Nous avions alors à l’esprit la démarche que nous avions projeté d’effectuer auprès de l’Union Européenne à la fin du mois de Septembre dernier pour trouver une solution à l’aggravation de la crise politique après l’élection présidentielle. Ainsi, ai-je été reçu en audition à la Commission Développement et Coopération du Parlement Européen à Bruxelles le mercredi 1er Octobre dernier, juste vingt quatre heures après la délégation du gouvernement togolais et ai bénéficié du même temps de parole qu’elle. À cette occasion, j’ai fait une déclaration contenant des propositions que vous aviez sans doute lues dans un communiqué de l’UFC et dans la presse. Il importe que je vous relise ces propositions :

- 1-Engager un dialogue politique intertogolais efficace permettant une confrontation des résultats de l’élection présidentielle du 1er Juin 2003 tel que la Commission l’a d’ailleurs envisagée dans une communication du 31 Juillet 2003 ;
- 2-Demander expressément au régime en place de revenir à la situation de l’Accord-cadre de Lomé, d’abroger les amendements apportés à la Constitution ainsi qu’au Code électoral consensuel ;
- 3-Envisager certes, dans l’avenir des élections locales non pas dans les conditions d’un Code électoral révisé mais dans le contexte général d’élections sur la base de l’Accord-cadre de Lomé et du Code électoral consensuel.
Comprenant des élections présidentielles, législatives et locales avec la collaboration étroite de la Communauté internationale avant, pendant et après ces consultations :
- 4-Libérer les détenus politiques ;
- 5-Restituer le passeport du Président de l’U FC, ainsi que les pièces d’identité du Secrétaire général et du Vice-président de l’UFC ;
- 6-Ce dialogue que nous voulons efficace aura pour objectif principal la constitution d’un gouvernement de transition comportant toutes les formations politiques et la société civile en vue d’organiser toutes consultations futures en pleine collaboration avec la Communauté internationale en amont, pendant et en aval ;
- 7-Proposer à M. Éyadéma une retraite après 40 ans de pouvoir en lui offrant toutes les garanties d’amnistie aussi bien au Togo que dans le pays d’exil de son choix.

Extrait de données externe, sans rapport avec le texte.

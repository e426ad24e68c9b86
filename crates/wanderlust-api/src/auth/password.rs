//! Password hashing and verification using argon2id.

use argon2::Argon2;
use argon2::password_hash::rand_core::OsRng;
use argon2::password_hash::{PasswordHash, PasswordHasher, PasswordVerifier, SaltString};

/// Hash a password using argon2id with a random salt.
pub fn hash_password(password: &str) -> Result<String, argon2::password_hash::Error> {
    let salt = SaltString::generate(&mut OsRng);
    let hash = Argon2::default().hash_password(password.as_bytes(), &salt)?;
    Ok(hash.to_string())
}

/// Verify a password against a stored argon2id hash.
///
/// A mismatch is `Ok(false)`; only an unparseable stored hash is an error.
pub fn verify_password(password: &str, hash: &str) -> Result<bool, argon2::password_hash::Error> {
    let parsed_hash = PasswordHash::new(hash)?;
    Ok(Argon2::default()
        .verify_password(password.as_bytes(), &parsed_hash)
        .is_ok())
}
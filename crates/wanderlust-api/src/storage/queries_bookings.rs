//! Booking and favorite queries for the Wanderlust API.

use wanderlust_core::DatabaseError;
use wanderlust_core::db::unix_timestamp;

use super::db::ApiDatabase;
use super::models::{BookingSummary, Hotel, NewBooking};

impl ApiDatabase {
    // =========================================================================
    // Booking queries
    // =========================================================================

    /// Create a booking and return its ID.
    ///
    /// An unknown user or hotel is `InvalidReference`.
    pub async fn create_booking(&self, booking: &NewBooking<'_>) -> Result<i64, DatabaseError> {
        let now = unix_timestamp();

        let result = sqlx::query(
            "INSERT INTO bookings (user_id, hotel_id, check_in_date, check_out_date, special_requests, arrival_time, \
             add_on_flight, add_on_car, add_on_taxi, created_at) VALUES (?, ?, ?, ?, ?, ?, ?, ?, ?, ?)",
        )
        .bind(booking.user_id)
        .bind(booking.hotel_id)
        .bind(booking.check_in_date)
        .bind(booking.check_out_date)
        .bind(booking.special_requests)
        .bind(booking.arrival_time)
        .bind(booking.add_on_flight)
        .bind(booking.add_on_car)
        .bind(booking.add_on_taxi)
        .bind(now)
        .execute(self.pool())
        .await?;

        Ok(result.last_insert_rowid())
    }

    /// Every booking with its user's and hotel's names, newest first.
    pub async fn list_bookings(&self) -> Result<Vec<BookingSummary>, DatabaseError> {
        let bookings = sqlx::query_as::<_, BookingSummary>(
            "SELECT b.*, u.username AS username, h.name AS hotel_name \
             FROM bookings b \
             JOIN users u ON b.user_id = u.id \
             JOIN hotels h ON b.hotel_id = h.id \
             ORDER BY b.created_at DESC, b.id DESC",
        )
        .fetch_all(self.pool())
        .await?;

        Ok(bookings)
    }

    // =========================================================================
    // Favorite queries
    // =========================================================================

    /// Mark a hotel as a user's favorite.
    ///
    /// The composite primary key turns a repeat into `Conflict`; an unknown
    /// hotel is `InvalidReference`.
    pub async fn add_favorite(&self, user_id: i64, hotel_id: i64) -> Result<(), DatabaseError> {
        sqlx::query("INSERT INTO user_favorites (user_id, hotel_id) VALUES (?, ?)")
            .bind(user_id)
            .bind(hotel_id)
            .execute(self.pool())
            .await?;

        Ok(())
    }

    /// Remove a favorite. Removing one that does not exist is not an error.
    pub async fn remove_favorite(&self, user_id: i64, hotel_id: i64) -> Result<bool, DatabaseError> {
        let result = sqlx::query("DELETE FROM user_favorites WHERE user_id = ? AND hotel_id = ?")
            .bind(user_id)
            .bind(hotel_id)
            .execute(self.pool())
            .await?;

        Ok(result.rows_affected() > 0)
    }

    /// The hotels a user has marked as favorites, ordered by hotel ID.
    pub async fn list_favorites(&self, user_id: i64) -> Result<Vec<Hotel>, DatabaseError> {
        let hotels = sqlx::query_as::<_, Hotel>(
            "SELECT h.* FROM hotels h \
             JOIN user_favorites uf ON h.id = uf.hotel_id \
             WHERE uf.user_id = ? \
             ORDER BY h.id",
        )
        .bind(user_id)
        .fetch_all(self.pool())
        .await?;

        Ok(hotels)
    }
}
// === Bookings ===

#[tokio::test]
async fn booking_lifecycle() {
    let app = TestApp::new().await;
    let (_, op) = app.user("op", Role::Operator).await;
    let (alice_id, alice) = app.user("alice", Role::Public).await;
    let hotel = app.hotel(&op, "Lodge", 120.0).await;

    let (status, body) = app
        .post("/api/bookings", Some(&alice), json!({ "hotel_id": hotel }))
        .await;
    assert_eq!(status, StatusCode::BAD_REQUEST);
    assert_eq!(
        body["message"],
        "Missing required booking information: check_in_date, check_out_date"
    );

    let (status, body) = app
        .post(
            "/api/bookings",
            Some(&alice),
            json!({
                "hotel_id": hotel, "user_id": 12345,
                "check_in_date": "2025-07-01", "check_out_date": "2025-07-05",
                "add_on_car": "true"
            }),
        )
        .await;
    assert_eq!(status, StatusCode::CREATED);
    assert_eq!(body["message"], "Booking created successfully");
    let booking_id = body["bookingId"].as_i64().unwrap();

    let (status, _) = app.get("/api/bookings", Some(&alice)).await;
    assert_eq!(status, StatusCode::FORBIDDEN);

    let (status, list) = app.get("/api/bookings", Some(&op)).await;
    assert_eq!(status, StatusCode::OK);
    assert_eq!(list[0]["id"], booking_id);
    assert_eq!(list[0]["user_id"], alice_id);
    assert_eq!(list[0]["username"], "alice");
    assert_eq!(list[0]["hotel_name"], "Lodge");
    assert_eq!(list[0]["add_on_car"], true);
}

#[tokio::test]
async fn booking_unknown_hotel_is_not_found() {
    let app = TestApp::new().await;
    let (_, alice) = app.user("alice", Role::Public).await;
    let (status, _) = app
        .post(
            "/api/bookings",
            Some(&alice),
            json!({ "hotel_id": 42, "check_in_date": "2025-07-01", "check_out_date": "2025-07-05" }),
        )
        .await;
    assert_eq!(status, StatusCode::NOT_FOUND);
}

Aujourd’hui, plus que jamais, nous avons la conviction à l’UFC que c’est grâce au travail d’un gouvernement de transition honnêtement accepté par tous que nous nous engagerons véritablement dans un processus de démocratisation pouvant nous conduire à un changement apaisé et durable. L’enjeu est si important qu’il faut l’adhésion de toute l’opposition démocratique. Et nous conforterons nos propositions par des signatures de tous les Togolais et amis de bonne foi et de tous bords pour que toute l’Afrique, toute la Communauté internationale et le monde entier sachent que c’est le Président Éyadéma qui s’oppose au dialogue et à une solution démocratique pour une sortie paisible de la crise et non l’opposition togolaise. Cette voie nous est obligatoirement dictée par l’état actuel de notre pays après quarante années de despotisme et de dérives.

Dérives économiques qui ont entraîné le pays dans un état de
déliquescence où la corruption a gangrené les mentalités et la pratique des affaires tant publiques que privées. Elles ont affecté les grandes entreprises nationales, notamment les phosphates, le coton, le port autonome de Lomé et autres services dont la production est en baisse constante. Car les ponctions immodérées à la source sur les recettes fiscales, les fonds des entreprises publiques et les banques pour couvrir les dépenses de prestige de l’Etat ou servir à l’enrichissement de la classe politique au pouvoir sont la cause directe du ralentissement des investissements et de l’essoufflement de l’économie nationale.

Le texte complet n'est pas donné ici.